» WORK ITEM:
What you produce should be every line from the data that includes "const".

-- PROVIDED ENTRIES follows --

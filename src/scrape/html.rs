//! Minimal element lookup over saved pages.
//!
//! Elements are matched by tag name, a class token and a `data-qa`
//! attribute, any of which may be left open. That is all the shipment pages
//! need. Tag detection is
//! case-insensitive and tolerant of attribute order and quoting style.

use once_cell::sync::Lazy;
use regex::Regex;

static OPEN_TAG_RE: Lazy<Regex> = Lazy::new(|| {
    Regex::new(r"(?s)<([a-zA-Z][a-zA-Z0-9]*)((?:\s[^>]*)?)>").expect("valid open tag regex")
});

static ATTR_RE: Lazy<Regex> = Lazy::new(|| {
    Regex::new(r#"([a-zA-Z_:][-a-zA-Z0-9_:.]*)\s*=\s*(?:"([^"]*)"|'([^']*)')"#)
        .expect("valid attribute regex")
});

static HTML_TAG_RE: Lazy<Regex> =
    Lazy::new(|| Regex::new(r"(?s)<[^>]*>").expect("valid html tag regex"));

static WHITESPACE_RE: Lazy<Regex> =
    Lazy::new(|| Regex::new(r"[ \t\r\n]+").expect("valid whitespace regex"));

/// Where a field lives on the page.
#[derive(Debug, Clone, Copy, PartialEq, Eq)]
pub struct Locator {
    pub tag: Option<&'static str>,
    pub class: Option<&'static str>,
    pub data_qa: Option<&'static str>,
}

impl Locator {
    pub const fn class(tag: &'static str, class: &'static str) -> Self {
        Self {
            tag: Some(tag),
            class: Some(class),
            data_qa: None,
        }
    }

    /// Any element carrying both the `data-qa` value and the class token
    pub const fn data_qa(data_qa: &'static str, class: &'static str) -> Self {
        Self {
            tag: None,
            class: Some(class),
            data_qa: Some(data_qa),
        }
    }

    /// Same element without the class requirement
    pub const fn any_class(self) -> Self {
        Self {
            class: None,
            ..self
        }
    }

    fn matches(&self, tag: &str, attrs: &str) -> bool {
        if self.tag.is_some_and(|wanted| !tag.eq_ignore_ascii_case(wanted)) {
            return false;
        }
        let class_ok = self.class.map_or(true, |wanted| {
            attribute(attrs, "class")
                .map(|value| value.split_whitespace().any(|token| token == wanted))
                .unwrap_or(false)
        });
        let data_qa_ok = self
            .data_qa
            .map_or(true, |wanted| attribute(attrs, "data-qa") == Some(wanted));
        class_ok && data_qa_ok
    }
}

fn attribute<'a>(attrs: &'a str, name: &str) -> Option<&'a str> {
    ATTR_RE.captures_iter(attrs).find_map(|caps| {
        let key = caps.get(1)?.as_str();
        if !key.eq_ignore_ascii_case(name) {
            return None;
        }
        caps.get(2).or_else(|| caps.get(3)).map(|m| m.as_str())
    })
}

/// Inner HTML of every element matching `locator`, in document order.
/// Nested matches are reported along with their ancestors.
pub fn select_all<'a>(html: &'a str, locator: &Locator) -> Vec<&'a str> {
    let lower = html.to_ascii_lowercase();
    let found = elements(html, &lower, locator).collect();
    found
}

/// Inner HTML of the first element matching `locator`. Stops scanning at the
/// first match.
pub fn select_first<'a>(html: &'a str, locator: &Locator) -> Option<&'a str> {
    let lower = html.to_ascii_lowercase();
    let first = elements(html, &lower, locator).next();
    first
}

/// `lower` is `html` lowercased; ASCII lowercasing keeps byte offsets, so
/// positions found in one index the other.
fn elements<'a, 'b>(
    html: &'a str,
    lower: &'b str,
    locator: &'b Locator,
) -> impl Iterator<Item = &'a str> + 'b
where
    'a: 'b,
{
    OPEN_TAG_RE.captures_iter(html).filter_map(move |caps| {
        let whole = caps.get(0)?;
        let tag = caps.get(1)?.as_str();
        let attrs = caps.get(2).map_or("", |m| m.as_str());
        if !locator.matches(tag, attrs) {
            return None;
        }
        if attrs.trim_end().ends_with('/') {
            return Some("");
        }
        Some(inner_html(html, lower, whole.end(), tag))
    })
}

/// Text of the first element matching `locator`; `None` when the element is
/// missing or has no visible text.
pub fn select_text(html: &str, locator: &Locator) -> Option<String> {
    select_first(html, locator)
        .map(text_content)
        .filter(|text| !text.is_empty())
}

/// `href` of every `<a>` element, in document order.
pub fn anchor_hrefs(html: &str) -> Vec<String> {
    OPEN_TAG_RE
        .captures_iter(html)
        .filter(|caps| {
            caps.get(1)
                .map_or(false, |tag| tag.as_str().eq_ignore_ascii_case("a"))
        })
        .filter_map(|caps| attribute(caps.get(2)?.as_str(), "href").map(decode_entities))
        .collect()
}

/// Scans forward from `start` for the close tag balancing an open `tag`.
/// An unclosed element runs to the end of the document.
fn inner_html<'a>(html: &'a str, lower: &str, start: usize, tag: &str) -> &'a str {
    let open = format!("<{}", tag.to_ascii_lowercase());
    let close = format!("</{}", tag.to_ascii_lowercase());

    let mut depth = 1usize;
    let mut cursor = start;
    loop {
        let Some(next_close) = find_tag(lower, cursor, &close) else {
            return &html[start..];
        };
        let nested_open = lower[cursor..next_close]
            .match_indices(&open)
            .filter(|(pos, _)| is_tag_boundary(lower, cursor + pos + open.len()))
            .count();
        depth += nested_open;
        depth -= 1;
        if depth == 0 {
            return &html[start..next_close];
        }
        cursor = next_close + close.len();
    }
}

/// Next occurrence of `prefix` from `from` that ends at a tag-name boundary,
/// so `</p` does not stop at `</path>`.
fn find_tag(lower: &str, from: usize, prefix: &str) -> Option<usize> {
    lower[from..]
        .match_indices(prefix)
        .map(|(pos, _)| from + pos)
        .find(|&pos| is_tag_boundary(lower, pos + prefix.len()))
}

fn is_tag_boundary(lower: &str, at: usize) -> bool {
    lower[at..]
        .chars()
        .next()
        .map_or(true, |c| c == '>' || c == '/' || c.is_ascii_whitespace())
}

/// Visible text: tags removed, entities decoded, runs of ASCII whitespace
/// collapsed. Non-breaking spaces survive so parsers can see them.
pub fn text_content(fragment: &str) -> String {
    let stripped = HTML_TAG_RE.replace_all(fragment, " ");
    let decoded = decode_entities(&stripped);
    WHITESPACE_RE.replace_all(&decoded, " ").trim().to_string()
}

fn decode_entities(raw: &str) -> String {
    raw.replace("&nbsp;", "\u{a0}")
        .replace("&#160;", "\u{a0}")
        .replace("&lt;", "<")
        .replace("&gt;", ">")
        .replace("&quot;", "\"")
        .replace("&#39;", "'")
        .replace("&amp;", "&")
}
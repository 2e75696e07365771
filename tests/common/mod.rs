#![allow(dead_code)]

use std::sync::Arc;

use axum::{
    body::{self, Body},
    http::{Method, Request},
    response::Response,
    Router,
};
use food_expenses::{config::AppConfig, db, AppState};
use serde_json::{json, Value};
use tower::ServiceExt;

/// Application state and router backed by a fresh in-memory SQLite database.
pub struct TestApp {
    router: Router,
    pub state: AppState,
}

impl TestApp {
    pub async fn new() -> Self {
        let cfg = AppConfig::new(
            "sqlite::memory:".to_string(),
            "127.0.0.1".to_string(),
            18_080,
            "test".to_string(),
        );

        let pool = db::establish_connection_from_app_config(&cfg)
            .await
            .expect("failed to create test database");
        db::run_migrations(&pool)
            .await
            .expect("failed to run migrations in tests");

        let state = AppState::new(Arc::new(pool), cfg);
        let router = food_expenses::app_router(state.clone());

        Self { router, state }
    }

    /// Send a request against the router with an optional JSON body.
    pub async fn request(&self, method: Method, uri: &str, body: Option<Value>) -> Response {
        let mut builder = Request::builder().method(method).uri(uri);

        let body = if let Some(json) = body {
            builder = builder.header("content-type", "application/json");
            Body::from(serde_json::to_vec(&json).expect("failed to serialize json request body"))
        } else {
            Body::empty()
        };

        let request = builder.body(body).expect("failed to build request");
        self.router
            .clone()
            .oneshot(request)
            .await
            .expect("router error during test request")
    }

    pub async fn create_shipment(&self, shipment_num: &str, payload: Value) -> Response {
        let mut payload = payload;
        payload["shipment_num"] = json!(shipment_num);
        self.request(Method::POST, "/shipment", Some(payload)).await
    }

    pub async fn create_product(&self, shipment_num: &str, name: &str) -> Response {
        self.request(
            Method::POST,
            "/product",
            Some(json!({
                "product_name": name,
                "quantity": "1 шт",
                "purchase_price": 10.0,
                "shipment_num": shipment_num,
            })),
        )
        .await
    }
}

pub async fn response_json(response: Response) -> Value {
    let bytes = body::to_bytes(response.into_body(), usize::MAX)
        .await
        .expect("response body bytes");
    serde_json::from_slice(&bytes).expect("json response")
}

-- PROVIDED ENTRIES concluded --

» SOLVED PROBLEM:
    pub const fn class(tag: &'static str, class: &'static str) -> Self {
    pub const fn data_qa(data_qa: &'static str, class: &'static str) -> Self {
    pub const fn any_class(self) -> Self {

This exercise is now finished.